On September 4, the EFCC promised to “take urgent steps to attend to [Taiga’s] health challenges and do all that was necessary to manage her health,” according to Charles Abalaka, an attorney fighting for Taiga to receive proper medical care.
The EFCC broke that promise.
Rather than receiving regular medical care, Taiga was forced to sleep on a bare floor and in a plastic chair. Sores began to develop on her legs and feet and she was refused medicines other than basic pain relievers. For weeks, Taiga’s kidney disease, diabetes and blood pressure issues went untreated.
Female guards were not made available to help Taiga get to the bathroom. As a result, she was forced to use the restroom in front of male guards, a humiliating circumstance for a modest 70-year-old woman.
Finally, on September 25, Taiga was allowed a bail hearing. At the hearing, the judge determined the government “failed woefully in providing reasons why [Taiga] should not be granted bail.”
Even though the bail hearing went decisively in Taiga’s favor, the damage was done.
The Nigerian Government leveled an 8-count indictment against her, including claims she accepted bribes from P&ID when in fact, according to the government’s own investigators, the gift was to cover medical bills, almost a decade after the contract was signed.
Taiga is headed for trial on October 15. In the meantime, Taiga remains in a hospital in Abuja and without a passport. In addition to serving as a bureaucrat in a previous administration, Taiga has another strike against her in the eyes of the current government: She is a Christian.
Since the election of Buhari, a devout Fulani Muslim, in 2015, Christians have been persecuted in parts of Nigeria.

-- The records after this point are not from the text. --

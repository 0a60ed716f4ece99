use crate::services::scanner::{ScanOptions, DEFAULT_FORMATS};
use crate::services::similarity::DEFAULT_MAX_DISTANCE;
use serde::{Deserialize, Serialize};
use std::path::PathBuf;
use std::time::Duration;

#[derive(Debug, Clone, PartialEq, Serialize, Deserialize)]
pub struct ReportConfig {
    pub output_dir: PathBuf,
    /// Render `duplicates.png` next to the JSON documents.
    pub visual: bool,
}

impl Default for ReportConfig {
    fn default() -> Self {
        Self {
            output_dir: PathBuf::from("output"),
            visual: false,
        }
    }
}

#[derive(Debug, Clone, PartialEq, Serialize, Deserialize)]
pub struct AppConfig {
    pub watch_dir: PathBuf,
    /// `None` resolves to the per-user data directory.
    pub database_path: Option<PathBuf>,
    pub poll_interval_secs: u64,
    /// Hamming distance threshold out of 64 hash bits.
    pub max_distance: u32,
    pub recursive: bool,
    pub supported_formats: Vec<String>,
    pub delete_duplicates: bool,
    pub report: Option<ReportConfig>,
}

impl Default for AppConfig {
    fn default() -> Self {
        Self {
            watch_dir: PathBuf::from("."),
            database_path: None,
            poll_interval_secs: 5,
            max_distance: DEFAULT_MAX_DISTANCE,
            recursive: false,
            supported_formats: DEFAULT_FORMATS.iter().map(|f| f.to_string()).collect(),
            delete_duplicates: false,
            report: None,
        }
    }
}

impl AppConfig {
    pub fn poll_interval(&self) -> Duration {
        Duration::from_secs(self.poll_interval_secs)
    }

    pub fn scan_options(&self) -> ScanOptions {
        ScanOptions {
            recursive: self.recursive,
            supported_formats: self
                .supported_formats
                .iter()
                .map(|f| f.trim_start_matches('.').to_lowercase())
                .collect(),
        }
    }
}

At least 6,000 Christians were killed by Fulani Muslims in central Nigeria last year, according to the Christian Association of Nigeria. In recent months, women and girls have been raped, children have been tortured, and Christians of all ages have been systematically slaughtered. (RELATED: Islamic Terrorists Ramp Up Attacks On Nigerian Christians)

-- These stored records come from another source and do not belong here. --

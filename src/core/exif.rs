use exif::{Exif, In, Reader, Tag, Value};
use std::collections::BTreeMap;
use std::fs::File;
use std::io::BufReader;
use std::path::Path;
use thiserror::Error;

/// Tags copied into the metadata report, by their EXIF names.
pub const REPORTED_TAGS: [Tag; 5] = [
    Tag::ImageWidth,
    Tag::ImageLength,
    Tag::Make,
    Tag::Model,
    Tag::DateTime,
];

/// Tag name -> rendered value for one image.
pub type TagMap = BTreeMap<String, String>;

#[derive(Debug, Error)]
pub enum ExifError {
    #[error("IO error: {0}")]
    Io(#[from] std::io::Error),
}

/// Service for extracting EXIF metadata from image files
pub struct ExifService;

impl ExifService {
    pub fn new() -> Self {
        Self
    }

    /// Extract the reported tags from an image file.
    ///
    /// A file without a readable EXIF block yields an empty map. IO failures are errors.
    pub fn extract_tags(&self, file_path: &Path) -> Result<TagMap, ExifError> {
        let file = File::open(file_path)?;
        let mut buf_reader = BufReader::new(file);

        let exif = match Reader::new().read_from_container(&mut buf_reader) {
            Ok(exif) => exif,
            Err(exif::Error::Io(e)) => return Err(ExifError::Io(e)),
            Err(e) => {
                log::debug!("No EXIF data in {}: {}", file_path.display(), e);
                return Ok(TagMap::new());
            }
        };

        Ok(self.collect_tags(&exif))
    }

    /// Extract tags from multiple files in parallel
    pub fn extract_tags_batch(
        &self,
        file_paths: &[&Path],
    ) -> Vec<(String, Result<TagMap, ExifError>)> {
        use rayon::prelude::*;

        file_paths
            .par_iter()
            .map(|path| {
                let path_str = path.to_string_lossy().to_string();
                (path_str, self.extract_tags(path))
            })
            .collect()
    }

    fn collect_tags(&self, exif: &Exif) -> TagMap {
        let mut tags = TagMap::new();
        for tag in REPORTED_TAGS {
            if let Some(field) = exif.get_field(tag, In::PRIMARY) {
                tags.insert(tag.to_string(), self.field_to_string(&field.value, tag));
            }
        }
        tags
    }

    /// Convert EXIF field value to string
    fn field_to_string(&self, value: &Value, tag: Tag) -> String {
        match value {
            Value::Ascii(vec) => vec
                .first()
                .map(|ascii| {
                    String::from_utf8_lossy(ascii)
                        .trim_end_matches('\0')
                        .trim()
                        .to_string()
                })
                .unwrap_or_default(),
            _ => format!("{}", value.display_as(tag)),
        }
    }
}

impl Default for ExifService {
    fn default() -> Self {
        Self::new()
    }
}

#[cfg(test)]
mod tests {
    use super::*;
    use tempfile::TempDir;

    #[test]
    fn test_extract_tags_no_file() {
        let exif_service = ExifService::new();
        let non_existent = Path::new("/non/existent/file.jpg");

        let result = exif_service.extract_tags(non_existent);
        assert!(matches!(result, Err(ExifError::Io(_))));
    }

    #[test]
    fn test_extract_tags_no_exif_data() {
        let temp_dir = TempDir::new().unwrap();
        let file_path = temp_dir.path().join("no_exif.png");

        let img = image::RgbImage::from_pixel(4, 4, image::Rgb([10, 20, 30]));
        img.save(&file_path).unwrap();

        let exif_service = ExifService::new();
        let tags = exif_service.extract_tags(&file_path).unwrap();
        assert!(tags.is_empty());
    }

    #[test]
    fn test_reported_tag_names() {
        let names: Vec<String> = REPORTED_TAGS.iter().map(|t| t.to_string()).collect();
        assert_eq!(
            names,
            vec!["ImageWidth", "ImageLength", "Make", "Model", "DateTime"]
        );
    }

    #[test]
    fn test_batch_extraction() {
        let temp_dir = TempDir::new().unwrap();
        let file1 = temp_dir.path().join("file1.png");
        let file2 = temp_dir.path().join("file2.png");
        image::RgbImage::new(2, 2).save(&file1).unwrap();
        image::RgbImage::new(2, 2).save(&file2).unwrap();

        let exif_service = ExifService::new();
        let paths = vec![file1.as_path(), file2.as_path()];
        let results = exif_service.extract_tags_batch(&paths);

        assert_eq!(results.len(), 2);
        assert!(results.iter().all(|(_, r)| r.as_ref().unwrap().is_empty()));
    }
}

All the while President Buhari, who relied on the large voting bloc of fellow Fulanis – as well as alleged vote tampering – to win the 2019 election, has ignored the atrocities.
UK-based NGO Humanitarian Aid Relief Trust called the atrocities perpetrated against Nigerian Christians “a genocide.”

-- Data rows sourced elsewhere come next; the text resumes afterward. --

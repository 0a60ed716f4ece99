use rusqlite::Connection;

pub const DUPLICATE_IMAGES: &str = "duplicate_images";
pub const SCAN_SESSIONS: &str = "scan_sessions";

/// Create tables and indexes if they do not exist yet.
pub fn initialize(conn: &Connection) -> rusqlite::Result<()> {
    conn.execute_batch(
        "CREATE TABLE IF NOT EXISTS duplicate_images (
            id INTEGER PRIMARY KEY AUTOINCREMENT,
            owner TEXT NOT NULL,
            image_id TEXT NOT NULL,
            ref_image_id TEXT NOT NULL,
            similarity REAL NOT NULL,
            created_at TEXT NOT NULL
        );

        -- One row per unordered pair and owner, whichever member is image_id.
        CREATE UNIQUE INDEX IF NOT EXISTS idx_duplicate_images_pair
            ON duplicate_images (owner, min(image_id, ref_image_id), max(image_id, ref_image_id));

        CREATE INDEX IF NOT EXISTS idx_duplicate_images_owner
            ON duplicate_images (owner);

        CREATE TABLE IF NOT EXISTS scan_sessions (
            id TEXT PRIMARY KEY,
            directory TEXT NOT NULL,
            started_at TEXT NOT NULL,
            completed_at TEXT,
            records_written INTEGER NOT NULL DEFAULT 0,
            redundant_skipped INTEGER NOT NULL DEFAULT 0,
            status TEXT NOT NULL
        );

        CREATE INDEX IF NOT EXISTS idx_scan_sessions_directory
            ON scan_sessions (directory);",
    )
}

A State Department spokesperson acknowledges “violence playing out along religious and ethnic lines,” but stops short of saying the U.S. would get involved. “The vast majority of Fulani, including President Buhari, are peaceful people who abhor violence and terrorism,” the spokesperson claims.
According to Schilling, however, the Trump administration needs to take a tougher stance. “It would be morally indefensible for the United States to continue to do business with the Buhari government,” while they murder Christians and imprison people like Grace Taiga, says Schilling. (RELATED: SCHILLING: Nigerian Christians Are Being Persecuted — The US Should Help)
Schilling spearheaded a letter to the Trump administration signed by a number of American think tanks and Christian organizations urging the U.S. to take steps against human and religious rights violations perpetrated by Nigerian government officials.
Nigerians willing to speak about the situation seem to agree that, while Taiga may have not been arrested specifically because of her faith, she would not have been detained if she were Muslim.
“It is definitely possible that if Grace were a Fulani Muslim and friend of the current political elite, she wouldn’t have been put in prison,” Elufisan acknowledged.
“The president is popularly believed to be partial to his [Fulani] kinsmen.”
Nigeria’s government appears unwilling to embrace human rights and the rule of law. Schilling believes action by the American government may be the best hope for stopping the murder of Christians by supporters of President Buhari, and protecting Taiga and others who could be used as a pawn in Nigeria’s shady attempt to avoid paying the compensation as ordered by the British court.
“The U.S. government has a right and a responsibility to sanction any individual involved in the violation of human and religious rights in Nigeria and beyond,” Schilling says.